» **Activity**
Report every line of the records that contains the word "reference".

━━━ Data excerpts

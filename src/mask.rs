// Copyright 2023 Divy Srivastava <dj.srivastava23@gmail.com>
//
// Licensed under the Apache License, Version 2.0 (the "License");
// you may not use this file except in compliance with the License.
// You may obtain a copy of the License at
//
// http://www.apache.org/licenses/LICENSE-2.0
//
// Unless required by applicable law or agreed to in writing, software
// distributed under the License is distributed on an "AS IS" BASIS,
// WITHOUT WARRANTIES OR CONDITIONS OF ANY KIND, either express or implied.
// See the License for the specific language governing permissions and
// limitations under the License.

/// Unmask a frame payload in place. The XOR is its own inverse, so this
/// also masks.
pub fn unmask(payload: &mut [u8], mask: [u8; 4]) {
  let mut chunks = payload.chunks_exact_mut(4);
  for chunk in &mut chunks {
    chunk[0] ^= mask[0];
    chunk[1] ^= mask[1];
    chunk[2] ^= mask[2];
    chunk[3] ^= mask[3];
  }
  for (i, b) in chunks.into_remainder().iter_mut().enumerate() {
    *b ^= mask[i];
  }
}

━━━━━━
━━━ Data excerpts

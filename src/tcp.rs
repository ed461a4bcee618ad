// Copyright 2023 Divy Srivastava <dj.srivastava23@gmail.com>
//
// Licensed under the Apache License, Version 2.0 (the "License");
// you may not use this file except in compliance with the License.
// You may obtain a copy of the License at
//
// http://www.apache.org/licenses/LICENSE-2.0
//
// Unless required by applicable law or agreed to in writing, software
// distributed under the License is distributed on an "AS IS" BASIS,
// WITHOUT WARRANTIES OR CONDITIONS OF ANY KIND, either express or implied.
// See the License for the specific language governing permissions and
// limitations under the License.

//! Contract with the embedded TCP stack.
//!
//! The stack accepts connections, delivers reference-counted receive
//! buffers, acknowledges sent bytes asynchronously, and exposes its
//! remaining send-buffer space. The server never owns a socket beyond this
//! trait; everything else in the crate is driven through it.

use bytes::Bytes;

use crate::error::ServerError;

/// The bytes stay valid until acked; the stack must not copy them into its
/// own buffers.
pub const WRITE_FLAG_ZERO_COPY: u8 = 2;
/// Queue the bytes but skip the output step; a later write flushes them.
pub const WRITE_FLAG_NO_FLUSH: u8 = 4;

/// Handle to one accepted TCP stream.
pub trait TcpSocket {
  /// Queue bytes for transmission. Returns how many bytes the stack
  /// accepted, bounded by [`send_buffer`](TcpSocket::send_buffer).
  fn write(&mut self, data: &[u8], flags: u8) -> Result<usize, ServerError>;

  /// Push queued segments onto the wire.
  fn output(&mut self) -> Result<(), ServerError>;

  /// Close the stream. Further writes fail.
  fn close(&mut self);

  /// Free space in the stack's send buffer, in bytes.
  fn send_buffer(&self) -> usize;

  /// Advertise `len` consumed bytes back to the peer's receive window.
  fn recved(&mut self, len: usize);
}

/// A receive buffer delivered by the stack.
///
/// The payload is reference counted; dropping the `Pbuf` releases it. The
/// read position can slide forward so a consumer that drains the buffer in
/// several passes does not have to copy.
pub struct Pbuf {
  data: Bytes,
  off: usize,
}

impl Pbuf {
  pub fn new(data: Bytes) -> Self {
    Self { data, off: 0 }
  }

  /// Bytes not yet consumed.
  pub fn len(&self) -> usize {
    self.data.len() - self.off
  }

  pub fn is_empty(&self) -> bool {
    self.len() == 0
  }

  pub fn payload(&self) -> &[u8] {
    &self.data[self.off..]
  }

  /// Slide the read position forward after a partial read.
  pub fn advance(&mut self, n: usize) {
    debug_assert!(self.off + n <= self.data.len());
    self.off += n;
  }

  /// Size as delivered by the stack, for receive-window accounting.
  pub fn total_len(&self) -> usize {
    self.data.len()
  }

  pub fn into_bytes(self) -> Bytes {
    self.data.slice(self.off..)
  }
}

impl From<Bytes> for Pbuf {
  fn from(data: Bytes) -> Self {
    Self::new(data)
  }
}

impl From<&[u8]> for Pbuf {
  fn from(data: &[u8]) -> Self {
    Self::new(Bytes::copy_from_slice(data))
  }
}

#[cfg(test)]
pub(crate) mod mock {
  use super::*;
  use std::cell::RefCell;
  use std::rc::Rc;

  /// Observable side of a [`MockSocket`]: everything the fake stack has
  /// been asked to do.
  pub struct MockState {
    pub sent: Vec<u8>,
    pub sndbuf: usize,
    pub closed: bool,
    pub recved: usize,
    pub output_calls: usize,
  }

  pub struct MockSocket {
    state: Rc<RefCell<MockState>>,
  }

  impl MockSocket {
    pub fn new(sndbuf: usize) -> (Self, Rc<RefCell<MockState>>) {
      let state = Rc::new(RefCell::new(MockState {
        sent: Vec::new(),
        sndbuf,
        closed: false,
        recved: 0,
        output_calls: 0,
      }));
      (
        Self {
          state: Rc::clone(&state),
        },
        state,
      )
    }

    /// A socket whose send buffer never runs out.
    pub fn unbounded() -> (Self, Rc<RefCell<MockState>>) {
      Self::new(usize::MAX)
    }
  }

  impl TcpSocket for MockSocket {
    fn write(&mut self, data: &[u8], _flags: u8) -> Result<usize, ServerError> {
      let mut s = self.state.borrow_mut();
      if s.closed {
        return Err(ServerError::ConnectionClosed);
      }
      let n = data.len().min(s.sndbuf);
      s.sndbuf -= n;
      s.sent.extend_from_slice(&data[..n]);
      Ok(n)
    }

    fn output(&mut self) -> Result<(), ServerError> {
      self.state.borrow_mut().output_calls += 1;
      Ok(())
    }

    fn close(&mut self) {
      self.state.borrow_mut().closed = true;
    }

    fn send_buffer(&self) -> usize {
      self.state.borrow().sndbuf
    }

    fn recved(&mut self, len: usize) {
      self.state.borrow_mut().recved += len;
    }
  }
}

━━━━━━

» **Result for this exercise**
//! The stack accepts connections, delivers reference-counted receive
/// The payload is reference counted; dropping the `Pbuf` releases it. The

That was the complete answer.